DES MOINES — The latest U-S Drought Monitor map of Iowa shows no red areas indicating extreme drought.

Department of Natural Resources hydrologist Tim Hall says we’ve been seeing red for a long time. “The first time in almost two years that we’ve not had extreme drought somewhere in the state of Iowa,” Hall says. It is a big turnaround, but not all the color has washed out of the drought map. “We still have half the state are so impacted by drought conditions, but that area is shrinking all the time as we get these good rains,” he says.

Hall has continually said we need weekly rains every month to turn things around, and that’s the pattern we’re now in. “We’ve now had five out of the last seven months have had above normal precipitation and that’s exactly the recipe we wanted,” he says, “where you get month over month just above normal precipitation, and that’s what’s really helping us to get out of the drought,” Hall says.

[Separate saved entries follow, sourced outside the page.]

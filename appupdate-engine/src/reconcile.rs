//! Startup reconciliation
//!
//! Three records survive a previous session independently: the status
//! marker, the metadata document, and the patch files themselves. Any of them
//! may be stale or corrupt after a crash or power loss. [`decide`] merges
//! them into one [`AppUpdateState`] plus the records worth keeping;
//! [`StateReconciler::reconcile`] runs that decision against a store and
//! writes the result back.
//!
//! The status token is the primary discriminant:
//!
//! | token                                  | keeps                                   | state         |
//! |----------------------------------------|-----------------------------------------|---------------|
//! | `downloading`                          | valid downloading, only if no ready     | `Downloading` |
//! | `pending*` / `applied*`                | ready with mar, plus valid downloading  | `Pending`     |
//! | `applying`                             | valid downloading, only if ready mar    | `Downloading` |
//! | anything else, or a row not satisfied  | nothing                                 | `Idle`        |
//!
//! A kept ready record has its state overwritten with the token. A
//! downloading record is only ever valid when its own state says
//! `downloading`; that check runs before the table.

use std::fmt;

use tracing::{info, instrument, warn};

use crate::record::{MarRole, UpdateRecord, UpdateRecordValidity};
use crate::status::{AppUpdateState, StatusToken};
use crate::store::{PersistedState, PersistedStateStore};

/// Everything the decision looks at.
#[derive(Debug, Clone, Default, PartialEq, Eq)]
pub struct ReconcileInput {
    pub status: StatusToken,
    pub ready: Option<UpdateRecord>,
    pub downloading: Option<UpdateRecord>,
    pub ready_mar_exists: bool,
    /// Not consulted by the table; a missing partial mar just restarts the
    /// download from zero.
    pub downloading_mar_exists: bool,
}

/// Why a record was dropped.
#[derive(Debug, Clone, Copy, PartialEq, Eq)]
pub enum DiscardReason {
    /// The record's own state contradicts its role
    InvalidSelfState,
    /// The ready record's patch file is gone
    MarMissing,
    /// The status token does not allow keeping this record
    StatusMismatch,
}

impl fmt::Display for DiscardReason {
    fn fmt(&self, f: &mut fmt::Formatter<'_>) -> fmt::Result {
        match self {
            DiscardReason::InvalidSelfState => write!(f, "record state contradicts its role"),
            DiscardReason::MarMissing => write!(f, "patch file missing"),
            DiscardReason::StatusMismatch => write!(f, "status does not allow it"),
        }
    }
}

/// A record dropped by reconciliation.
#[derive(Debug, Clone, PartialEq, Eq)]
pub struct Discard {
    pub role: MarRole,
    pub target_version: String,
    pub reason: DiscardReason,
}

/// Output of [`decide`].
#[derive(Debug, Clone, PartialEq, Eq)]
pub struct Decision {
    pub state: AppUpdateState,
    pub ready: Option<UpdateRecord>,
    pub downloading: Option<UpdateRecord>,
    pub discarded: Vec<Discard>,
}

/// Apply the decision table to one set of inputs.
///
/// Pure: touches neither the filesystem nor the clock.
pub fn decide(input: ReconcileInput) -> Decision {
    let ReconcileInput {
        status,
        ready,
        downloading,
        ready_mar_exists,
        ..
    } = input;

    let downloading_validity = downloading
        .as_ref()
        .map(|record| record.validity(MarRole::Downloading));
    let downloading_valid = downloading_validity == Some(UpdateRecordValidity::Valid);
    let ready_valid = ready
        .as_ref()
        .map(|record| record.validity(MarRole::Ready) == UpdateRecordValidity::Valid)
        .unwrap_or(false);

    let (state, keep_ready, keep_downloading) = match &status {
        StatusToken::Downloading => {
            if downloading_valid && ready.is_none() {
                (AppUpdateState::Downloading, false, true)
            } else {
                (AppUpdateState::Idle, false, false)
            }
        }
        token if token.is_ready_phase() => {
            if ready_valid && ready_mar_exists {
                (AppUpdateState::Pending, true, downloading_valid)
            } else {
                (AppUpdateState::Idle, false, false)
            }
        }
        StatusToken::Applying => {
            if downloading_valid && ready_mar_exists {
                (AppUpdateState::Downloading, false, true)
            } else {
                (AppUpdateState::Idle, false, false)
            }
        }
        _ => (AppUpdateState::Idle, false, false),
    };

    let mut discarded = Vec::new();

    let ready = match ready {
        Some(mut record) if keep_ready => {
            record.set_state(status.clone());
            Some(record)
        }
        Some(record) => {
            let reason = if !ready_valid {
                DiscardReason::InvalidSelfState
            } else if status.is_ready_phase() && !ready_mar_exists {
                DiscardReason::MarMissing
            } else {
                DiscardReason::StatusMismatch
            };
            discarded.push(Discard {
                role: MarRole::Ready,
                target_version: record.target_version,
                reason,
            });
            None
        }
        None => None,
    };

    let downloading = match downloading {
        Some(record) if keep_downloading => Some(record),
        Some(record) => {
            let reason = if downloading_valid {
                DiscardReason::StatusMismatch
            } else {
                DiscardReason::InvalidSelfState
            };
            discarded.push(Discard {
                role: MarRole::Downloading,
                target_version: record.target_version,
                reason,
            });
            None
        }
        None => None,
    };

    Decision {
        state,
        ready,
        downloading,
        discarded,
    }
}

/// Result of reconciling a store at startup.
#[derive(Debug, Clone, PartialEq, Eq)]
pub struct ReconcileOutcome {
    /// State the state machine starts in
    pub state: AppUpdateState,
    /// Status token found on disk before reconciliation
    pub previous_status: StatusToken,
    /// What is now persisted
    pub persisted: PersistedState,
    /// Records dropped on the way
    pub discarded: Vec<Discard>,
}

/// Runs the decision against a store and persists the result.
#[derive(Debug, Clone)]
pub struct StateReconciler {
    history_limit: usize,
}

impl StateReconciler {
    pub fn new(history_limit: usize) -> Self {
        Self { history_limit }
    }

    /// Read, decide, clean up discarded patch directories, and write back a
    /// normalized state.
    ///
    /// Never fails. A write failure is logged and the decision still stands;
    /// the next startup will reach the same decision from the same files.
    #[instrument(skip(self, store), fields(root = %store.root().display()))]
    pub fn reconcile(&self, store: &PersistedStateStore) -> ReconcileOutcome {
        let persisted = store.read();
        let previous_status = persisted.status.clone();

        let input = ReconcileInput {
            status: persisted.status.clone(),
            ready: persisted.ready.clone(),
            downloading: persisted.downloading.clone(),
            ready_mar_exists: store.patch_mar_exists(MarRole::Ready),
            downloading_mar_exists: store.patch_mar_exists(MarRole::Downloading),
        };

        info!(
            status = %input.status,
            ready = input.ready.is_some(),
            downloading = input.downloading.is_some(),
            ready_mar = input.ready_mar_exists,
            downloading_mar = input.downloading_mar_exists,
            "Reconciling update state"
        );

        let decision = decide(input);

        for discard in &decision.discarded {
            warn!(
                role = %discard.role,
                version = %discard.target_version,
                reason = %discard.reason,
                "Discarding update record"
            );
        }

        let mut history = persisted.history;
        if let (StatusToken::Succeeded | StatusToken::Failed(_), Some(mut finished)) =
            (&previous_status, persisted.ready)
        {
            finished.set_state(previous_status.clone());
            history.insert(0, finished);
        }
        history.truncate(self.history_limit);

        if decision.ready.is_none() {
            if let Err(e) = store.remove_patch_dir(MarRole::Ready) {
                warn!(error = %e, "Failed to remove discarded ready patch");
            }
        }
        if decision.downloading.is_none() {
            if let Err(e) = store.remove_patch_dir(MarRole::Downloading) {
                warn!(error = %e, "Failed to remove discarded partial download");
            }
        }

        let status = match decision.state {
            AppUpdateState::Pending => previous_status.clone(),
            AppUpdateState::Downloading => StatusToken::Downloading,
            _ => StatusToken::None,
        };

        let normalized = PersistedState {
            status,
            ready: decision.ready,
            downloading: decision.downloading,
            history,
            download_attempts: persisted.download_attempts,
        };

        if let Err(e) = store.write(&normalized) {
            warn!(error = %e, "Failed to persist reconciled update state");
        }

        info!(
            state = %decision.state,
            previous = %previous_status,
            discarded = decision.discarded.len(),
            "Update state reconciled"
        );

        ReconcileOutcome {
            state: decision.state,
            previous_status,
            persisted: normalized,
            discarded: decision.discarded,
        }
    }
}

He says depth of the drought is evident in the lack of any major flood issues. “Go back to this winter when we had all that snow in January that melted very quickly and we had no flooding. And we’ve now had a couple of above normal precipitation months, and yes, we got some flooding, but nothing even approaching a widespread or catastrophic flooding,” Hall Says. “So that really points to a couple of things, how dry the soil was, and the fact that the rain we have received has been fairly well spaced out.”

Half of the state’s annual rainfall usually comes in May through August, and Hall says if we are above normal in any of those months, we could go a long way toward pushing all the drought colors off the map.